From owner-freebsd-hackers  Tue May 21 18:45:23 1996
Return-Path: owner-hackers
Received: (from root@localhost)
          by freefall.freebsd.org (8.7.3/8.7.3) id SAA24487
          for hackers-outgoing; Tue, 21 May 1996 18:45:23 -0700 (PDT)
Received: from phaeton.artisoft.com (phaeton.Artisoft.COM [198.17.250.211])
          by freefall.freebsd.org (8.7.3/8.7.3) with SMTP id SAA24482;
          Tue, 21 May 1996 18:45:21 -0700 (PDT)
Received: (from terry@localhost) by phaeton.artisoft.com (8.6.11/8.6.9) id SAA02800; Tue, 21 May 1996 18:40:10 -0700
From: Terry Lambert <terry@lambert.org>
Message-Id: <199605220140.SAA02800@phaeton.artisoft.com>
Subject: Re: Congrats on CURRENT 5/1 SNAP...
To: imp@village.org (Warner Losh)
Date: Tue, 21 May 1996 18:40:09 -0700 (MST)
Cc: davem@caip.rutgers.edu, terry@lambert.org, jehamby@lightside.com,
        jkh@time.cdrom.com, current@FreeBSD.ORG, hackers@FreeBSD.ORG
In-Reply-To: <199605220117.TAA01774@rover.village.org> from "Warner Losh" at May 21, 96 07:17:54 pm
X-Mailer: ELM [version 2.4 PL24]
MIME-Version: 1.0
Content-Type: text/plain; charset=US-ASCII
Content-Transfer-Encoding: 7bit
Sender: owner-hackers@FreeBSD.ORG
X-Loop: FreeBSD.org
Precedence: bulk

> Don't know if clustering is the answer because then you get a lot of
> data copying overhead that is free on a shared memory MP box.  Does
> lock contention get so bad that you actually win by data copying for
> huge numbers of CPUs?  I don't know, but it is certainly an area of
> research that will be fruitful for a few years.

I haven't responded to the other post yet myself because of the
time needed to give it fair treatment.

I dislike the clustering soloution at a gut level.  I have to say
I agree that the data copying overhead is a big loss, especially
if you plan to migrate processes between clusters (anyone else
ever run Amoeba?).

The locking overhead only applies to contended memory access;
using per processor pools instead of a Solaris/SVR4 pure SLAB
allocator resolves most of the locking issues.

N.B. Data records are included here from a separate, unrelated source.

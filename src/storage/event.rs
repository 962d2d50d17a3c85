use std::fmt::Debug;
use std::sync::atomic::{AtomicU64, Ordering};
use std::sync::{Arc, RwLock};

use tokio::sync::broadcast;
use url::{Origin, Url};

use super::ids::NamespaceId;

/// Identifies the area an event came from.
#[derive(Clone, Debug, PartialEq, Eq, Hash)]
pub struct AreaId {
    pub namespace_id: NamespaceId,
    pub origin: Origin,
}

impl AreaId {
    pub fn is_local(&self) -> bool {
        self.namespace_id.is_local()
    }
}

/// A change to a storage area, delivered while the mutating call is still running.
#[derive(Clone, Debug, PartialEq)]
pub enum StorageEvent {
    ItemSet {
        area: AreaId,
        key: String,
        new_value: String,
        /// `None` on initial insert.
        old_value: Option<String>,
        page_url: Url,
    },
    ItemRemoved {
        area: AreaId,
        key: String,
        old_value: String,
        page_url: Url,
    },
    AreaCleared {
        area: AreaId,
        page_url: Url,
    },
}

impl StorageEvent {
    pub fn area(&self) -> &AreaId {
        match self {
            StorageEvent::ItemSet { area, .. }
            | StorageEvent::ItemRemoved { area, .. }
            | StorageEvent::AreaCleared { area, .. } => area,
        }
    }
}

/// Observer of local and session storage events on the background sequence.
///
/// Callbacks run inside the mutation that produced them. They must not block
/// and must not call back into the context.
pub trait StorageObserver: Send + Sync {
    fn on_item_set(&self, area: &AreaId, key: &str, new_value: &str, old_value: Option<&str>, page_url: &Url);

    fn on_item_removed(&self, area: &AreaId, key: &str, old_value: &str, page_url: &Url);

    fn on_area_cleared(&self, area: &AreaId, page_url: &Url);
}

/// Handle returned on registration, used to unregister.
#[derive(Copy, Clone, Debug, PartialEq, Eq, Hash)]
pub struct ObserverId(u64);

/// Registration table shared by a context and all of its areas.
///
/// Registration and delivery both happen on the background sequence; the lock
/// only makes the table shareable between the context and its areas.
#[derive(Default)]
pub struct EventBus {
    next_id: AtomicU64,
    observers: RwLock<Vec<(ObserverId, Arc<dyn StorageObserver>)>>,
}

impl Debug for EventBus {
    fn fmt(&self, f: &mut std::fmt::Formatter<'_>) -> std::fmt::Result {
        f.debug_struct("EventBus")
            .field("observers", &self.len())
            .finish_non_exhaustive()
    }
}

impl EventBus {
    pub fn new() -> Self {
        Self::default()
    }

    pub fn add(&self, observer: Arc<dyn StorageObserver>) -> ObserverId {
        let id = ObserverId(self.next_id.fetch_add(1, Ordering::Relaxed));
        if let Ok(mut guard) = self.observers.write() {
            guard.push((id, observer));
        }
        id
    }

    /// Returns `false` when the id was not registered.
    pub fn remove(&self, id: ObserverId) -> bool {
        let Ok(mut guard) = self.observers.write() else {
            return false;
        };
        let before = guard.len();
        guard.retain(|(oid, _)| *oid != id);
        guard.len() != before
    }

    pub fn len(&self) -> usize {
        self.observers.read().map(|g| g.len()).unwrap_or(0)
    }

    pub fn is_empty(&self) -> bool {
        self.len() == 0
    }

    pub fn notify_item_set(&self, area: &AreaId, key: &str, new_value: &str, old_value: Option<&str>, page_url: &Url) {
        for observer in self.snapshot() {
            observer.on_item_set(area, key, new_value, old_value, page_url);
        }
    }

    pub fn notify_item_removed(&self, area: &AreaId, key: &str, old_value: &str, page_url: &Url) {
        for observer in self.snapshot() {
            observer.on_item_removed(area, key, old_value, page_url);
        }
    }

    pub fn notify_area_cleared(&self, area: &AreaId, page_url: &Url) {
        for observer in self.snapshot() {
            observer.on_area_cleared(area, page_url);
        }
    }

    // Observers are called without holding the lock.
    fn snapshot(&self) -> Vec<Arc<dyn StorageObserver>> {
        self.observers
            .read()
            .map(|g| g.iter().map(|(_, o)| o.clone()).collect())
            .unwrap_or_default()
    }
}

/// A handle for receiving storage change notifications on any thread.
pub type Subscription = broadcast::Receiver<StorageEvent>;

/// Observer that republishes every event on a broadcast channel.
#[derive(Debug)]
pub struct BroadcastObserver {
    tx: broadcast::Sender<StorageEvent>,
}

impl BroadcastObserver {
    pub fn new(capacity: usize) -> Self {
        let (tx, _rx) = broadcast::channel(capacity);
        Self { tx }
    }

    pub fn subscribe(&self) -> Subscription {
        self.tx.subscribe()
    }

    fn publish(&self, ev: StorageEvent) {
        // Only fails when nobody is subscribed, which is fine.
        let _ = self.tx.send(ev);
    }
}

impl StorageObserver for BroadcastObserver {
    fn on_item_set(&self, area: &AreaId, key: &str, new_value: &str, old_value: Option<&str>, page_url: &Url) {
        self.publish(StorageEvent::ItemSet {
            area: area.clone(),
            key: key.to_string(),
            new_value: new_value.to_string(),
            old_value: old_value.map(str::to_string),
            page_url: page_url.clone(),
        });
    }

    fn on_item_removed(&self, area: &AreaId, key: &str, old_value: &str, page_url: &Url) {
        self.publish(StorageEvent::ItemRemoved {
            area: area.clone(),
            key: key.to_string(),
            old_value: old_value.to_string(),
            page_url: page_url.clone(),
        });
    }

    fn on_area_cleared(&self, area: &AreaId, page_url: &Url) {
        self.publish(StorageEvent::AreaCleared {
            area: area.clone(),
            page_url: page_url.clone(),
        });
    }
}

/// Observer that records events in memory. Handy in tests and for debugging tools.
#[derive(Debug, Default)]
pub struct RecordingObserver {
    events: std::sync::Mutex<Vec<StorageEvent>>,
}

impl RecordingObserver {
    pub fn new() -> Self {
        Self::default()
    }

    /// Returns and clears the recorded events.
    pub fn take(&self) -> Vec<StorageEvent> {
        self.events.lock().map(|mut g| std::mem::take(&mut *g)).unwrap_or_default()
    }

    fn push(&self, ev: StorageEvent) {
        if let Ok(mut g) = self.events.lock() {
            g.push(ev);
        }
    }
}

impl StorageObserver for RecordingObserver {
    fn on_item_set(&self, area: &AreaId, key: &str, new_value: &str, old_value: Option<&str>, page_url: &Url) {
        self.push(StorageEvent::ItemSet {
            area: area.clone(),
            key: key.to_string(),
            new_value: new_value.to_string(),
            old_value: old_value.map(str::to_string),
            page_url: page_url.clone(),
        });
    }

    fn on_item_removed(&self, area: &AreaId, key: &str, old_value: &str, page_url: &Url) {
        self.push(StorageEvent::ItemRemoved {
            area: area.clone(),
            key: key.to_string(),
            old_value: old_value.to_string(),
            page_url: page_url.clone(),
        });
    }

    fn on_area_cleared(&self, area: &AreaId, page_url: &Url) {
        self.push(StorageEvent::AreaCleared {
            area: area.clone(),
            page_url: page_url.clone(),
        });
    }
}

The locking overhead scales relative to bus contention and
cache invalidation and/or update overhead for distributed
cache coherency.  This is more a design flaw in the SMP model
used by Solaris/SVR4 than it is an inhernet flaw in the
idea of shared memory SMP.

Hybrid NUMA architectures using per processor page pools instead
of sharing all memory are a big win (Sequent proved this; where
Sequent screwed up was in not doing real FS multithreading.  Even
so, Sequent was able to scale a BSD-derived OS to 32 processors
without a lot of undue overhead.


The idea of SLAB allocation (as treated in the Vahalia book) is
a good one; but it probably wants to be implemented on top of
a per processor pool global memory allocator to make it less
contentious.


The idea of distributed cluster computing only works for small
domain distribution; the net is currently too unreliable (and
too slow) for any serious process migration over a big domain.
And the net is probably only going to get worse in the short
term.  By the time it's fixed, I suspect content servers will
have a big edge over compute servers as a desirable resource.


					Terry Lambert
					terry@lambert.org
---
Any opinions in this posting are my own and not those of my present
or previous employers.